Find the lines in the records below that contain "from", and report each of them.
(DATASET)
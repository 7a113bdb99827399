//! # Desktop Bridge Implementations
//!
//! In-process implementations of the host contracts for desktop platforms
//! (macOS, Windows, Linux) and for tests.
//!
//! ## Overview
//!
//! On mobile the engine messenger owns the channels. On desktop nothing does,
//! so this crate provides:
//! - `LocalTransport`, a `HostChannelTransport` that delivers calls and
//!   listen/cancel requests one at a time
//! - `ChannelEventSink` / `EventStream`, an `EventSink` whose events are read
//!   back as a `futures::Stream`
//! - `InMemorySensor`, a `SensorCapability` that records its control calls,
//!   and `InMemoryInitializer` to hand it to a bridge
//!
//! ## Usage
//!
//! ```ignore
//! use bridge_desktop::{InMemoryInitializer, LocalTransport};
//! use bridge_traits::MethodCall;
//! use std::sync::Arc;
//!
//! let transport = Arc::new(LocalTransport::new());
//! // register a bridge on `transport`, then:
//! let response = transport.invoke("demo/method", &MethodCall::new("start"))?;
//! let mut events = transport.listen("demo/event", Some(json!({ "name": "light" })))?;
//! ```

mod sensor;
mod sink;
mod transport;

pub use sensor::{InMemoryInitializer, InMemorySensor, SensorSnapshot};
pub use sink::{event_channel, ChannelEventSink, EventStream, StreamItem};
pub use transport::LocalTransport;
use thiserror::Error;

#[derive(Error, Debug)]
pub enum CoreError {
    #[error("Bridge is already registered on '{0}'")]
    AlreadyRegistered(String),

    #[error("Bridge is not registered")]
    NotRegistered,

    #[error("Stream registry error: {0}")]
    Registry(#[from] core_streams::RegistryError),

    #[error("Host transport error: {0}")]
    Bridge(#[from] bridge_traits::BridgeError),

    #[error("Runtime error: {0}")]
    Runtime(#[from] core_runtime::Error),
}

pub type Result<T> = std::result::Result<T, CoreError>;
(End DATASET)
* RESULT OF THIS TASK
    Registry(#[from] core_streams::RegistryError),
    Bridge(#[from] bridge_traits::BridgeError),
    Runtime(#[from] core_runtime::Error),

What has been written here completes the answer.